Der Zugriff auf die Partner-Adress Komponente erfolgt auf mehrfache Weise:

  • Online Aktivitäten, die in Smalltalk in einer Fat-Client Architektur implementiert sind, verwenden
    • die Partner-Adresse Business Objekte zur Anzeige in eigenen Aktivitäten
    • die Partner-Adresse Aktivitäten und andere UI Elemente zur Dateneingabe.
  • Batch Jobs verwenden die gleiche Business Model Code Basis wie die Client Applikationen und kommen so zu den benötigten Partner Daten.

Ziele des Projekts

Hauptziel des Projektes ist die Entwicklung einer einheitlichen Zugriffsschicht auf die neue Partner-Adress Komponente und die Anbindung dieser Komponenten an sie. Da es viele zugreifende Komponenten gibt, ist sie so zu gestalten, dass der Änderungsaufwand aller anderen Applikationen möglichst gering ist. Die Funktionalität muss erhalten bleiben.

Projektumfang

Zu Anfang des Projekts wird ein Design gefunden, mit dem für Windows Clients und Batchjobs, die ein gemeinsames Business Model teilen und beide in Smalltalk implementiert sind, transparent ist, ob sie über die C++ oder über die COM Schnittstelle auf die Partner-Adress Komponente zugreifen. Welche Schnittstelle genommen wird, wird zur Laufzeit entschieden: Beim Start der Client Applikation oder beim Start eines Batch Jobs.

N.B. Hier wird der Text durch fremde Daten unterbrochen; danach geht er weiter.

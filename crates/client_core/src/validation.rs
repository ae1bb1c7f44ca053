//! Field rules checked before any request body leaves the client.

use once_cell::sync::Lazy;
use regex::Regex;
use shared::protocol::{
    CreateRestaurantBody, CreateSocialBody, LoginBody, RegisterBody, ReviewBody, UpdateSocialBody,
};
use url::Url;

use crate::{error::ValidationError, map::LatLng, registration::RegistrationDraft};

pub const MIN_PASSWORD_LEN: usize = 6;
pub const MAX_DISPLAY_NAME_LEN: usize = 50;
pub const MAX_REVIEW_LEN: usize = 1000;

static EMAIL_RE: Lazy<Regex> =
    Lazy::new(|| Regex::new(r"^[^\s@]+@[^\s@]+\.[^\s@]+$").expect("email regex"));
static PHONE_RE: Lazy<Regex> = Lazy::new(|| Regex::new(r"^\+?[0-9]{10,11}$").expect("phone regex"));
static USERNAME_RE: Lazy<Regex> =
    Lazy::new(|| Regex::new(r"^[A-Za-z0-9_.]{3,32}$").expect("username regex"));
static TIME_RE: Lazy<Regex> =
    Lazy::new(|| Regex::new(r"^([01][0-9]|2[0-3]):[0-5][0-9]$").expect("time regex"));

pub type Validation = Result<(), Vec<ValidationError>>;

#[derive(Default)]
struct Checks {
    errors: Vec<ValidationError>,
}

impl Checks {
    fn require(&mut self, ok: bool, field: &'static str, message: &str) -> &mut Self {
        if !ok {
            self.errors.push(ValidationError::new(field, message));
        }
        self
    }

    fn finish(self) -> Validation {
        if self.errors.is_empty() {
            Ok(())
        } else {
            Err(self.errors)
        }
    }
}

fn check_email(checks: &mut Checks, email: &str) {
    checks.require(EMAIL_RE.is_match(email.trim()), "email", "Invalid email address");
}

fn check_profile(checks: &mut Checks, display_name: &str, phone_number: &str) {
    let display_name = display_name.trim();
    checks
        .require(!display_name.is_empty(), "displayName", "Display name is required")
        .require(
            display_name.chars().count() <= MAX_DISPLAY_NAME_LEN,
            "displayName",
            "Display name is too long",
        )
        .require(
            PHONE_RE.is_match(phone_number.trim()),
            "phoneNumber",
            "Phone number must have 10 or 11 digits",
        );
}

fn check_credentials(checks: &mut Checks, user_name: &str, password: &str, confirm: &str) {
    checks
        .require(
            USERNAME_RE.is_match(user_name),
            "userName",
            "Username must be 3-32 letters, digits, '_' or '.'",
        )
        .require(
            password.chars().count() >= MIN_PASSWORD_LEN,
            "password",
            "Password must be at least 6 characters",
        )
        .require(password == confirm, "confirmPassword", "Passwords do not match");
}

/// Checks the fields owned by one registration step; the final step (and
/// anything past it) checks everything.
pub fn validate_registration_step(step: u8, draft: &RegistrationDraft) -> Validation {
    let mut checks = Checks::default();
    match step {
        1 => check_email(&mut checks, &draft.email),
        2 => check_profile(&mut checks, &draft.display_name, &draft.phone_number),
        3 => check_credentials(
            &mut checks,
            &draft.user_name,
            &draft.password,
            &draft.confirm_password,
        ),
        _ => {
            check_email(&mut checks, &draft.email);
            check_profile(&mut checks, &draft.display_name, &draft.phone_number);
            check_credentials(
                &mut checks,
                &draft.user_name,
                &draft.password,
                &draft.confirm_password,
            );
        }
    }
    checks.finish()
}

pub fn validate_registration(body: &RegisterBody) -> Validation {
    let mut checks = Checks::default();
    check_email(&mut checks, &body.email);
    check_profile(&mut checks, &body.display_name, &body.phone_number);
    check_credentials(
        &mut checks,
        &body.user_name,
        &body.password,
        &body.confirm_password,
    );
    checks.finish()
}

pub fn validate_login(body: &LoginBody) -> Validation {
    let mut checks = Checks::default();
    checks
        .require(!body.user_name.trim().is_empty(), "userName", "Username is required")
        .require(!body.password.is_empty(), "password", "Password is required");
    checks.finish()
}

pub fn validate_review(body: &ReviewBody) -> Validation {
    let mut checks = Checks::default();
    checks
        .require(
            (1..=5).contains(&body.rating),
            "rating",
            "Rating must be between 1 and 5",
        )
        .require(
            body.content.chars().count() <= MAX_REVIEW_LEN,
            "content",
            "Review is too long",
        );
    checks.finish()
}

pub fn validate_restaurant(body: &CreateRestaurantBody) -> Validation {
    let mut checks = Checks::default();
    checks
        .require(!body.name.trim().is_empty(), "name", "Name is required")
        .require(
            PHONE_RE.is_match(body.phone.trim()),
            "phone",
            "Phone number must have 10 or 11 digits",
        )
        .require(
            TIME_RE.is_match(&body.open_time),
            "openTime",
            "Open time must be HH:MM",
        )
        .require(
            TIME_RE.is_match(&body.close_time),
            "closeTime",
            "Close time must be HH:MM",
        )
        .require(
            LatLng::parse_lng_lat(&body.longitude_latitude).is_some(),
            "longitudeLatitude",
            "Select a location on the map",
        );
    checks.finish()
}

fn check_social_url(checks: &mut Checks, url: &str) {
    let valid = Url::parse(url.trim())
        .map(|url| matches!(url.scheme(), "http" | "https") && url.host().is_some())
        .unwrap_or(false);
    checks.require(valid, "url", "Url must be an absolute http(s) link");
}

pub fn validate_create_social(body: &CreateSocialBody) -> Validation {
    let mut checks = Checks::default();
    check_social_url(&mut checks, &body.url);
    checks.finish()
}

pub fn validate_update_social(body: &UpdateSocialBody) -> Validation {
    let mut checks = Checks::default();
    checks.require(!body.id.as_str().is_empty(), "id", "Social id is required");
    check_social_url(&mut checks, &body.url);
    checks.finish()
}

#[cfg(test)]
#[path = "tests/validation_tests.rs"]
mod tests;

Ob die beiden Zugriffswege wirklich gleichwertig sind, wird durch eine Reihe von Testfällen sichergestellt.

Schließlich erfolgt die Einbindung der neuen Schnittstelle in alle Applikationen der Lebensversicherung. Anschließende erste Tests ergeben, dass bei der Anzeige von Partnerdaten ein Performance Problem vorliegt, dem durch den Einbau eines einfachen Caching Mechanismus begegnet wird.